▶ THE PROBLEM
Let your answer be the line containing "assert_eq!(markup.material_waste_pct, 5.0);" and every line below it to the end of the records, copied exactly.

═══ RECORDS PROVIDED

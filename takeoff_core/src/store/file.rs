//! Store over a `.tko` project file.
//!
//! Every write takes the project lock, reloads the file, applies the one
//! change and saves atomically before releasing the lock, so two estimators
//! on a shared drive never overwrite each other's lines wholesale.

use std::path::{Path, PathBuf};

use chrono::Utc;
use uuid::Uuid;

use super::LineStore;
use crate::errors::{EstimateError, EstimateResult};
use crate::file_io::{load_project, save_project, FileLock};
use crate::line::LineItem;
use crate::project::Project;

#[derive(Debug, Clone)]
pub struct ProjectFileStore {
    path: PathBuf,
    user_id: String,
}

impl ProjectFileStore {
    /// A store over an existing project file, writing as `user_id`.
    pub fn new(path: impl Into<PathBuf>, user_id: impl Into<String>) -> Self {
        ProjectFileStore {
            path: path.into(),
            user_id: user_id.into(),
        }
    }

    pub fn path(&self) -> &Path {
        &self.path
    }

    /// Current project as on disk
    pub fn load(&self) -> EstimateResult<Project> {
        load_project(&self.path)
    }

    /// Lock, load, mutate, save. The lock is released when this returns.
    fn write<T>(
        &self,
        operation: &str,
        line_id: Option<Uuid>,
        change: impl FnOnce(&mut Project) -> EstimateResult<T>,
    ) -> EstimateResult<T> {
        let _lock = FileLock::acquire(&self.path, self.user_id.as_str())?;
        let mut project = load_project(&self.path)?;
        let result = change(&mut project)?;
        project.touch();
        save_project(&project, &self.path).map_err(|e| match e {
            EstimateError::FileError { reason, .. } => EstimateError::persistence(operation, line_id, reason),
            other => other,
        })?;
        Ok(result)
    }
}

impl LineStore for ProjectFileStore {
    fn list(&self) -> EstimateResult<Vec<LineItem>> {
        let mut lines = self.load()?.lines;
        lines.sort_by_key(|l| l.sequence);
        Ok(lines)
    }

    fn fetch(&self, id: Uuid) -> EstimateResult<Option<LineItem>> {
        Ok(self.load()?.lines.into_iter().find(|l| l.id == id))
    }

    fn create(&self, line: &LineItem) -> EstimateResult<LineItem> {
        self.write("create", Some(line.id), |project| {
            if project.line(&line.id).is_some() {
                return Err(EstimateError::persistence("create", Some(line.id), "line already exists"));
            }
            let mut stored = line.clone();
            stored.revision = 1;
            stored.updated_at = Utc::now();
            project.lines.push(stored.clone());
            Ok(stored)
        })
    }

    fn update(&self, line: &LineItem) -> EstimateResult<LineItem> {
        self.write("update", Some(line.id), |project| {
            let existing = project
                .lines
                .iter_mut()
                .find(|l| l.id == line.id)
                .ok_or_else(|| EstimateError::line_not_found(line.id))?;
            if line.revision != existing.revision {
                return Err(EstimateError::stale_revision(line.id, line.revision, existing.revision));
            }
            let mut stored = line.clone();
            stored.revision = existing.revision + 1;
            stored.updated_at = Utc::now();
            *existing = stored.clone();
            Ok(stored)
        })
    }

    fn delete(&self, id: Uuid) -> EstimateResult<()> {
        self.write("delete", Some(id), |project| {
            let before = project.lines.len();
            project.lines.retain(|l| l.id != id);
            if project.lines.len() == before {
                return Err(EstimateError::line_not_found(id));
            }
            Ok(())
        })
    }
}

#[cfg(test)]
mod tests {
    use super::*;
    use crate::file_io::save_project;
    use std::env::temp_dir;
    use std::fs;

    fn fresh_file(name: &str) -> PathBuf {
        let path = temp_dir().join(format!("takeoff_store_test_{}_{}.tko", name, std::process::id()));
        save_project(&Project::new("Dana", "25-118", "Riverside Clinic"), &path).unwrap();
        path
    }

    #[test]
    fn test_crud_against_file() {
        let path = fresh_file("crud");
        let store = ProjectFileStore::new(&path, "dana@northside.example");

        let created = store.create(&LineItem::new(1)).unwrap();
        assert_eq!(created.revision, 1);

        let mut edited = created.clone();
        edited.set_qty(8.0);
        let updated = store.update(&edited).unwrap();
        assert_eq!(updated.revision, 2);

        let on_disk = load_project(&path).unwrap();
        assert_eq!(on_disk.lines.len(), 1);
        assert_eq!(on_disk.lines[0].qty, 8.0);

        store.delete(created.id).unwrap();
        assert!(store.list().unwrap().is_empty());
        assert!(matches!(store.delete(created.id), Err(EstimateError::LineNotFound { .. })));

        let _ = fs::remove_file(&path);
    }

    #[test]
    fn test_stale_update_leaves_file_untouched() {
        let path = fresh_file("stale");
        let ours = ProjectFileStore::new(&path, "dana@northside.example");
        let theirs = ProjectFileStore::new(&path, "sam@northside.example");
        let created = ours.create(&LineItem::new(1)).unwrap();

        let mut their_edit = created.clone();
        their_edit.set_qty(3.0);
        theirs.update(&their_edit).unwrap();

        let mut our_edit = created.clone();
        our_edit.set_qty(5.0);
        assert!(matches!(
            ours.update(&our_edit),
            Err(EstimateError::StaleRevision { written: 1, stored: 2, .. })
        ));

        let on_disk = load_project(&path).unwrap();
        assert_eq!(on_disk.lines[0].qty, 3.0);
        assert_eq!(on_disk.lines[0].revision, 2);
        let _ = fs::remove_file(&path);
    }

    #[test]
    fn test_write_refused_while_locked() {
        let path = fresh_file("locked");
        let store = ProjectFileStore::new(&path, "dana@northside.example");

        let held = FileLock::acquire(&path, "sam@northside.example").unwrap();
        let err = store.create(&LineItem::new(1)).unwrap_err();
        assert!(err.is_recoverable());
        drop(held);

        assert!(store.create(&LineItem::new(1)).is_ok());
        let _ = fs::remove_file(&path);
    }
}
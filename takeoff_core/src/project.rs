//! # Project Data Structures
//!
//! The `Project` struct is the root container for one takeoff. Projects
//! serialize to `.tko` files as human-readable JSON.
//!
//! ## Structure
//!
//! ```text
//! Project
//! ├── meta: ProjectMetadata (version, estimator, job info, timestamps)
//! ├── settings: ProjectSettings (project rates, engine tuning)
//! └── lines: Vec<LineItem> (the takeoff, in sequence order)
//! ```
//!
//! Company-wide rates live in a separate [`CompanySettings`] file shared by
//! every project; both levels reach the pricing code through a
//! [`SettingsProvider`].
//!
//! ## Example
//!
//! ```rust
//! use takeoff_core::project::Project;
//!
//! let project = Project::new("Dana Estimator", "25-118", "Riverside Clinic");
//! let json = serde_json::to_string_pretty(&project).unwrap();
//! assert!(json.contains("25-118"));
//! ```

use std::time::Duration;

use chrono::{DateTime, Utc};
use serde::{Deserialize, Serialize};
use uuid::Uuid;

use crate::line::LineItem;
use crate::rates::RateSettings;

/// Current schema version for .tko files
pub const SCHEMA_VERSION: &str = "0.1.0";

/// Root project container, serialized to `.tko` files.
#[derive(Debug, Clone, Serialize, Deserialize)]
pub struct Project {
    /// Project metadata (version, estimator, job info)
    pub meta: ProjectMetadata,

    /// Project-level rates and engine settings
    #[serde(default)]
    pub settings: ProjectSettings,

    /// All line items, ordered by sequence
    #[serde(default)]
    pub lines: Vec<LineItem>,
}

impl Project {
    /// Create a new empty project.
    ///
    /// # Example
    ///
    /// ```rust
    /// use takeoff_core::project::Project;
    ///
    /// let project = Project::new("Dana Estimator", "25-118", "Riverside Clinic");
    /// assert_eq!(project.meta.estimator, "Dana Estimator");
    /// assert!(project.lines.is_empty());
    /// ```
    pub fn new(estimator: impl Into<String>, job_id: impl Into<String>, client: impl Into<String>) -> Self {
        let now = Utc::now();
        Project {
            meta: ProjectMetadata {
                version: SCHEMA_VERSION.to_string(),
                estimator: estimator.into(),
                job_id: job_id.into(),
                client: client.into(),
                created: now,
                modified: now,
            },
            settings: ProjectSettings::default(),
            lines: Vec::new(),
        }
    }

    /// Get a line by ID
    pub fn line(&self, id: &Uuid) -> Option<&LineItem> {
        self.lines.iter().find(|l| l.id == *id)
    }

    /// Update the modified timestamp
    pub fn touch(&mut self) {
        self.meta.modified = Utc::now();
    }

    /// Get the number of line items (Void included)
    pub fn line_count(&self) -> usize {
        self.lines.len()
    }
}

impl Default for Project {
    fn default() -> Self {
        Project::new("", "", "")
    }
}

/// Project metadata stored in the file header.
#[derive(Debug, Clone, Serialize, Deserialize)]
pub struct ProjectMetadata {
    /// Schema version (for migration compatibility)
    pub version: String,

    /// Name of the responsible estimator
    pub estimator: String,

    /// Job/bid number
    pub job_id: String,

    /// Client name
    pub client: String,

    /// When the project was created
    pub created: DateTime<Utc>,

    /// When the project was last modified
    pub modified: DateTime<Utc>,
}

/// Settings stored inside the project file.
#[derive(Debug, Clone, PartialEq, Default, Serialize, Deserialize)]
#[serde(default)]
pub struct ProjectSettings {
    /// Project rates; anything unset falls back to company rates
    pub rates: RateSettings,
    pub engine: EngineSettings,
}

/// Engine tuning knobs.
#[derive(Debug, Clone, Copy, PartialEq, Serialize, Deserialize)]
#[serde(default)]
pub struct EngineSettings {
    /// Quiet period after the last edit before a save is issued
    pub save_debounce_ms: u64,

    /// Maximum undo steps kept
    pub history_capacity: usize,

    /// Stock length multiple for lines with stock rounding on, feet
    pub stock_length_increment_ft: f64,
}

impl EngineSettings {
    pub fn save_debounce(&self) -> Duration {
        Duration::from_millis(self.save_debounce_ms)
    }
}

impl Default for EngineSettings {
    fn default() -> Self {
        EngineSettings {
            save_debounce_ms: 500,
            history_capacity: crate::history::DEFAULT_CAPACITY,
            stock_length_increment_ft: 1.0,
        }
    }
}

/// Company-wide settings, kept in their own file.
#[derive(Debug, Clone, PartialEq, Default, Serialize, Deserialize)]
#[serde(default)]
pub struct CompanySettings {
    pub company_name: String,
    pub rates: RateSettings,
}

/// Read-only source of company and project settings.
pub trait SettingsProvider {
    fn company(&self) -> &CompanySettings;
    fn project(&self) -> &ProjectSettings;
}

/// Settings held in memory.
#[derive(Debug, Clone, Default)]
pub struct StaticSettings {
    pub company: CompanySettings,
    pub project: ProjectSettings,
}

impl StaticSettings {
    pub fn new(company: CompanySettings, project: ProjectSettings) -> Self {
        StaticSettings { company, project }
    }
}

impl SettingsProvider for StaticSettings {
    fn company(&self) -> &CompanySettings {
        &self.company
    }

    fn project(&self) -> &ProjectSettings {
        &self.project
    }
}

#[cfg(test)]
mod tests {
    use super::*;

    #[test]
    fn test_project_creation() {
        let project = Project::new("Dana Estimator", "25-118", "Riverside Clinic");
        assert_eq!(project.meta.estimator, "Dana Estimator");
        assert_eq!(project.meta.job_id, "25-118");
        assert_eq!(project.meta.client, "Riverside Clinic");
        assert_eq!(project.meta.version, SCHEMA_VERSION);
        assert_eq!(project.settings.engine, EngineSettings::default());
    }

    #[test]
    fn test_project_serialization() {
        let mut project = Project::new("Dana Estimator", "25-118", "Test Client");
        project.lines.push(LineItem::new(1));
        project.settings.rates.material_rates.insert("A992".to_string(), 0.91);
        let json = serde_json::to_string_pretty(&project).unwrap();

        assert!(json.contains("Dana Estimator"));
        assert!(json.contains("A992"));

        let roundtrip: Project = serde_json::from_str(&json).unwrap();
        assert_eq!(roundtrip.lines.len(), 1);
        assert_eq!(roundtrip.settings, project.settings);
        assert!(roundtrip.line(&project.lines[0].id).is_some());
    }

    #[test]
    fn test_engine_defaults() {
        let engine = EngineSettings::default();
        assert_eq!(engine.save_debounce(), Duration::from_millis(500));
        assert_eq!(engine.history_capacity, crate::history::DEFAULT_CAPACITY);
        assert_eq!(engine.history_capacity, 100);
        assert_eq!(engine.stock_length_increment_ft, 1.0);

        // Older files without an engine block still load
        let settings: ProjectSettings = serde_json::from_str("{}").unwrap();
        assert_eq!(settings.engine, engine);
    }

    #[test]
    fn test_static_provider() {
        let mut company = CompanySettings::default();
        company.company_name = "Northside Steel".to_string();
        let provider = StaticSettings::new(company, ProjectSettings::default());
        assert_eq!(provider.company().company_name, "Northside Steel");
        assert_eq!(provider.project().engine.history_capacity, 100);
    }
}
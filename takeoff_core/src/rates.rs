//! # Rate Resolution
//!
//! Unit rates come from a layered chain, highest precedence first:
//!
//! 1. the line's own override
//! 2. the project's rate table
//! 3. the company's rate table
//! 4. a built-in fallback constant
//!
//! Material rates are selected by grade, labor rates by work type and
//! coating rates by coating system name. Table keys match case-insensitively.
//! A missing, negative or non-finite value is treated as unset and falls
//! through; an explicit `0.0` is a real rate.
//!
//! ## Example
//!
//! ```rust
//! use takeoff_core::rates::{RateKind, RateResolver, RateSettings, RateSource};
//!
//! let mut company = RateSettings::default();
//! company.material_rates.insert("A992".to_string(), 0.92);
//! let project = RateSettings::default();
//!
//! let resolver = RateResolver::new(&project, &company);
//! let rate = resolver.resolve(RateKind::Material, "a992", None);
//! assert_eq!(rate.rate, 0.92);
//! assert_eq!(rate.source, RateSource::Company);
//!
//! let overridden = resolver.resolve(RateKind::Material, "A992", Some(1.10));
//! assert_eq!(overridden.source, RateSource::LineOverride);
//! ```

use std::collections::BTreeMap;

use serde::{Deserialize, Serialize};

use crate::line::CoatingSystem;

/// Fallback material rate, $/lb
pub const FALLBACK_MATERIAL_RATE: f64 = 0.85;

/// Fallback shop labor rate, $/hr
pub const FALLBACK_LABOR_RATE: f64 = 75.0;

/// Fallback coating rate for a system: $/sf for area-based systems, $/lb for
/// galvanizing, zero for no coating or an unknown system.
pub fn fallback_coating_rate(system: &CoatingSystem) -> f64 {
    match system {
        CoatingSystem::None | CoatingSystem::Other(_) => 0.0,
        CoatingSystem::StandardShopPrimer => 0.75,
        CoatingSystem::ZincPrimer => 1.10,
        CoatingSystem::Paint => 2.50,
        CoatingSystem::PowderCoat => 3.50,
        CoatingSystem::SpecialtyCoating => 4.00,
        CoatingSystem::Galvanizing => 0.45,
    }
}

/// Markup percentages. Each one is optional so a project can override only
/// some of the company's values.
#[derive(Debug, Clone, Copy, PartialEq, Default, Serialize, Deserialize)]
#[serde(default)]
pub struct MarkupSettings {
    pub material_waste_pct: Option<f64>,
    pub labor_waste_pct: Option<f64>,
    pub overhead_pct: Option<f64>,
    pub profit_pct: Option<f64>,
    /// Applied after profit
    pub tax_pct: Option<f64>,
}

/// One level (company or project) of rate configuration.
#[derive(Debug, Clone, PartialEq, Default, Serialize, Deserialize)]
#[serde(default)]
pub struct RateSettings {
    /// Grade → $/lb
    pub material_rates: BTreeMap<String, f64>,
    /// Work type → $/hr
    pub labor_rates: BTreeMap<String, f64>,
    /// Coating system name → $/sf (or $/lb for galvanizing)
    pub coating_rates: BTreeMap<String, f64>,
    pub markup: MarkupSettings,
}

impl RateSettings {
    fn table(&self, kind: RateKind) -> &BTreeMap<String, f64> {
        match kind {
            RateKind::Material => &self.material_rates,
            RateKind::Labor => &self.labor_rates,
            RateKind::Coating => &self.coating_rates,
        }
    }

    /// Look up a rate by selector, ignoring case and surrounding whitespace.
    pub fn rate_for(&self, kind: RateKind, selector: &str) -> Option<f64> {
        let selector = selector.trim();
        if selector.is_empty() {
            return None;
        }
        let table = self.table(kind);
        table
            .get(selector)
            .or_else(|| {
                table
                    .iter()
                    .find(|(key, _)| key.trim().eq_ignore_ascii_case(selector))
                    .map(|(_, v)| v)
            })
            .copied()
            .and_then(usable)
    }
}

/// Which unit rate is being resolved
#[derive(Debug, Clone, Copy, PartialEq, Eq, Hash, Serialize, Deserialize)]
pub enum RateKind {
    /// $/lb, selected by grade
    Material,
    /// $/hr, selected by work type
    Labor,
    /// $/sf or $/lb, selected by coating system
    Coating,
}

/// Where a resolved rate came from
#[derive(Debug, Clone, Copy, PartialEq, Eq, Default, Serialize, Deserialize)]
pub enum RateSource {
    LineOverride,
    Project,
    Company,
    #[default]
    Fallback,
}

/// An effective rate and its origin
#[derive(Debug, Clone, Copy, PartialEq, Default, Serialize, Deserialize)]
pub struct ResolvedRate {
    pub rate: f64,
    pub source: RateSource,
}

/// Markup percentages after project → company → zero resolution
#[derive(Debug, Clone, Copy, PartialEq, Default, Serialize, Deserialize)]
pub struct Markup {
    pub material_waste_pct: f64,
    pub labor_waste_pct: f64,
    pub overhead_pct: f64,
    pub profit_pct: f64,
    pub tax_pct: f64,
}

/// Resolves rates against one project and one company rate table.
///
/// Holds only borrowed settings; every call is a pure function of them.
#[derive(Debug, Clone, Copy)]
pub struct RateResolver<'a> {
    project: &'a RateSettings,
    company: &'a RateSettings,
}

impl<'a> RateResolver<'a> {
    pub fn new(project: &'a RateSettings, company: &'a RateSettings) -> Self {
        RateResolver { project, company }
    }

    /// Resolve a rate through line override → project → company → fallback.
    pub fn resolve(&self, kind: RateKind, selector: &str, line_override: Option<f64>) -> ResolvedRate {
        if let Some(rate) = line_override.and_then(usable) {
            return ResolvedRate {
                rate,
                source: RateSource::LineOverride,
            };
        }
        if let Some(rate) = self.project.rate_for(kind, selector) {
            return ResolvedRate {
                rate,
                source: RateSource::Project,
            };
        }
        if let Some(rate) = self.company.rate_for(kind, selector) {
            return ResolvedRate {
                rate,
                source: RateSource::Company,
            };
        }
        let rate = match kind {
            RateKind::Material => FALLBACK_MATERIAL_RATE,
            RateKind::Labor => FALLBACK_LABOR_RATE,
            RateKind::Coating => fallback_coating_rate(&CoatingSystem::parse(selector)),
        };
        ResolvedRate {
            rate,
            source: RateSource::Fallback,
        }
    }

    /// Resolve every markup percentage (project, then company, then zero).
    pub fn markup(&self) -> Markup {
        let pick = |project: Option<f64>, company: Option<f64>| {
            project.and_then(usable).or_else(|| company.and_then(usable)).unwrap_or(0.0)
        };
        let (p, c) = (&self.project.markup, &self.company.markup);
        Markup {
            material_waste_pct: pick(p.material_waste_pct, c.material_waste_pct),
            labor_waste_pct: pick(p.labor_waste_pct, c.labor_waste_pct),
            overhead_pct: pick(p.overhead_pct, c.overhead_pct),
            profit_pct: pick(p.profit_pct, c.profit_pct),
            tax_pct: pick(p.tax_pct, c.tax_pct),
        }
    }
}

fn usable(value: f64) -> Option<f64> {
    (value.is_finite() && value >= 0.0).then_some(value)
}

#[cfg(test)]
mod tests {
    use super::*;

    fn settings(material: &[(&str, f64)], labor: &[(&str, f64)]) -> RateSettings {
        RateSettings {
            material_rates: material.iter().map(|(k, v)| (k.to_string(), *v)).collect(),
            labor_rates: labor.iter().map(|(k, v)| (k.to_string(), *v)).collect(),
            ..RateSettings::default()
        }
    }

    #[test]
    fn test_precedence_chain() {
        let project = settings(&[("A992", 0.95)], &[]);
        let company = settings(&[("A992", 0.90), ("A36", 0.80)], &[("Shop Fab", 68.0)]);
        let resolver = RateResolver::new(&project, &company);

        let r = resolver.resolve(RateKind::Material, "A992", Some(1.2));
        assert_eq!((r.rate, r.source), (1.2, RateSource::LineOverride));

        let r = resolver.resolve(RateKind::Material, "A992", None);
        assert_eq!((r.rate, r.source), (0.95, RateSource::Project));

        let r = resolver.resolve(RateKind::Material, "A36", None);
        assert_eq!((r.rate, r.source), (0.80, RateSource::Company));

        let r = resolver.resolve(RateKind::Material, "A500", None);
        assert_eq!((r.rate, r.source), (FALLBACK_MATERIAL_RATE, RateSource::Fallback));

        let r = resolver.resolve(RateKind::Labor, "shop fab", None);
        assert_eq!((r.rate, r.source), (68.0, RateSource::Company));

        let r = resolver.resolve(RateKind::Labor, "", None);
        assert_eq!((r.rate, r.source), (FALLBACK_LABOR_RATE, RateSource::Fallback));
    }

    #[test]
    fn test_unusable_values_fall_through() {
        let project = settings(&[("A992", f64::NAN)], &[]);
        let company = settings(&[("A992", -1.0)], &[]);
        let resolver = RateResolver::new(&project, &company);

        let r = resolver.resolve(RateKind::Material, "A992", Some(f64::INFINITY));
        assert_eq!(r.source, RateSource::Fallback);
    }

    #[test]
    fn test_zero_is_an_explicit_rate() {
        let project = settings(&[("A992", 0.0)], &[]);
        let company = settings(&[("A992", 0.9)], &[]);
        let resolver = RateResolver::new(&project, &company);
        let r = resolver.resolve(RateKind::Material, "A992", None);
        assert_eq!((r.rate, r.source), (0.0, RateSource::Project));
    }

    #[test]
    fn test_coating_fallbacks_by_system() {
        let empty = RateSettings::default();
        let resolver = RateResolver::new(&empty, &empty);
        assert_eq!(resolver.resolve(RateKind::Coating, "Galvanizing", None).rate, 0.45);
        assert_eq!(resolver.resolve(RateKind::Coating, "Standard Shop Primer", None).rate, 0.75);
        assert_eq!(resolver.resolve(RateKind::Coating, "None", None).rate, 0.0);
        assert_eq!(resolver.resolve(RateKind::Coating, "Intumescent", None).rate, 0.0);
    }

    #[test]
    fn test_markup_resolution() {
        let mut project = RateSettings::default();
        project.markup.profit_pct = Some(12.0);
        let mut company = RateSettings::default();
        company.markup = MarkupSettings {
            material_waste_pct: Some(5.0),
            labor_waste_pct: Some(10.0),
            overhead_pct: Some(15.0),
            profit_pct: Some(10.0),
            tax_pct: None,
        };

        let markup = RateResolver::new(&project, &company).markup();
        assert_eq!(markup.material_waste_pct, 5.0);
        assert_eq!(markup.profit_pct, 12.0);
        assert_eq!(markup.tax_pct, 0.0);
    }

    #[test]
    fn test_resolution_is_pure() {
        let project = settings(&[("A992", 0.95)], &[("Shop Fab", 70.0)]);
        let company = RateSettings::default();
        let resolver = RateResolver::new(&project, &company);
        let first = resolver.resolve(RateKind::Labor, "Shop Fab", None);
        let second = resolver.resolve(RateKind::Labor, "Shop Fab", None);
        assert_eq!(first, second);
    }
}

══════

▶ REPLY
        assert_eq!(markup.material_waste_pct, 5.0);
        assert_eq!(markup.profit_pct, 12.0);
        assert_eq!(markup.tax_pct, 0.0);
    }

    #[test]
    fn test_resolution_is_pure() {
        let project = settings(&[("A992", 0.95)], &[("Shop Fab", 70.0)]);
        let company = RateSettings::default();
        let resolver = RateResolver::new(&project, &company);
        let first = resolver.resolve(RateKind::Labor, "Shop Fab", None);
        let second = resolver.resolve(RateKind::Labor, "Shop Fab", None);
        assert_eq!(first, second);
    }
}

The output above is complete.